経験者が集える場をつくりたいと、2004年に摂食障害の自助グループ「リボンの会」を立ち上げた。
リボンの会の広報活動を通じて、あいさつや名刺の渡し方、場所にあわせた服装……、社会に踏み出すための様々なことを学べた。
過食の機会が減って、自宅で内職を始め、28歳でフルタイムの仕事に就いた。
リボンの会の活動を続けるうちに、毎日通えるような「場」があればいいと考えるようになった。
「突然『仕事しろ』と言っても、怖くてその一歩を踏み出せない人が多い」
行政書士の夫や、リボンの会から支援してくれた人たちの力を借りながら、2016年に愛媛県摂食障害支援機構をつくった。
昨年1月、JR松山駅から徒歩10分ほどのビルに、就労支援の施設「オフィスパートナー湊町ブランチ」を開設した。

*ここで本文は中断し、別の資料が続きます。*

//! Client Module
//!
//! Stateful, async client-side machinery: the RPC transport, the remote
//! facade over the backend's stored procedures, realtime subscriptions and
//! the reconcilers that keep local list state in step with all of it.
//!
//! # Architecture
//!
//! - **`config`** - Runtime configuration (backend URL, keys, env overrides)
//! - **`remote`** - HTTP transport for stored procedure calls (`http` feature)
//! - **`api`** - `ShoppingListApi`, one method per stored procedure
//! - **`realtime`** - Channel subscriptions and the in-process hub
//! - **`optimistic`** - Ordered entity store and action lock table
//! - **`sync`** - Reconcilers for list items and for the list collection
//!
//! # Module Structure
//!
//! ```text
//! client/
//! ├── mod.rs         - Module exports and documentation
//! ├── config.rs      - Configuration with env overrides
//! ├── remote.rs      - RPC transport
//! ├── api.rs         - Remote facade trait and RPC implementation
//! ├── realtime.rs    - Realtime subscriptions
//! ├── optimistic/    - Store, lock table, entity patches
//! └── sync/          - Reconciliation engine and reconcilers
//! ```
//!
//! # Example
//!
//! ```rust,no_run
//! use basket_sync::client::{
//!     Config, LocalRealtimeHub, RemoteClient, RpcShoppingListApi, ShoppingListsSync,
//! };
//! use std::sync::Arc;
//!
//! # async fn example() -> Result<(), Box<dyn std::error::Error>> {
//! let config = Config::load_default()?;
//! let api = Arc::new(RpcShoppingListApi::new(RemoteClient::new(config.clone())?));
//! let hub = Arc::new(LocalRealtimeHub::new(config.channel_buffer()));
//!
//! let lists = ShoppingListsSync::new(api, hub, &config);
//! lists.refresh().await?;
//! lists.listen_for_changes().await?;
//! let created = lists.create_list("Weekend").await?;
//! println!("created list {}", created.id);
//! # Ok(())
//! # }
//! ```

pub mod api;
pub mod config;
pub mod optimistic;
pub mod realtime;
pub mod sync;

#[cfg(feature = "http")]
pub mod remote;

pub use api::ShoppingListApi;
#[cfg(feature = "http")]
pub use api::RpcShoppingListApi;
pub use config::Config;
pub use optimistic::{ActionLockTable, Entity, EntityPatch, OptimisticListStore, StoreError};
pub use realtime::{
    shopping_list_channel_name, ChannelSubscriptions, LocalRealtimeHub, RealtimeError,
    RealtimeTransport, TableFilter, SHOPPING_LISTS_CHANNEL,
};
#[cfg(feature = "http")]
pub use remote::RemoteClient;
pub use sync::{
    AddItem, RefreshOutcome, ShoppingListSync, ShoppingListsSync, SyncError, UpdateItem,
    UpdateList,
};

摂食障害だけでなく発達障害などほかの「生きづらさ」がある女性も受け入れ、「就労継続支援B型事業所」として運営する。
障害年金を受給している人や、精神疾患で通院している「自立支援医療」の利用者、または医師の診断書のある人が自治体にサービスを申請して利用する。利用者は収入にあわせて利用料を負担するが、企業から請け負った作業に取り組むと手当が支払われる。
現在の登録者は20~40代前半の17人(定員20人)で、午前10時から午後4時の利用時間に、十数人ほどが通う。これまでに2人が就職するなどして施設を「卒業」したという。
パソコンでデータを打ち込んだり、文房具の検品をしたり、地元の野球チーム「愛媛マンダリンパイレーツ」から「女性向けのグッズを作ってほしい」という依頼を請け負ったり。利用時間を、資格を取るための勉強にあてる人もいるという。
リボンの会のメンバーにも、東京や大阪へ行って治療する人が多いという。
鈴木こころさんは「愛媛で摂食障害になったなら、愛媛で治して、社会に戻ったりここに住んで良かったと思ったりできるように」と願う。
愛媛県摂食障害支援機構でも、医療の助言や指導はしないが、医師ら専門家を招いた勉強会を定期的に開く。
摂食障害をぴたっと治す「薬」があるわけではない。医療と「人とのつながり」があってこそ回復していくものだと考えている。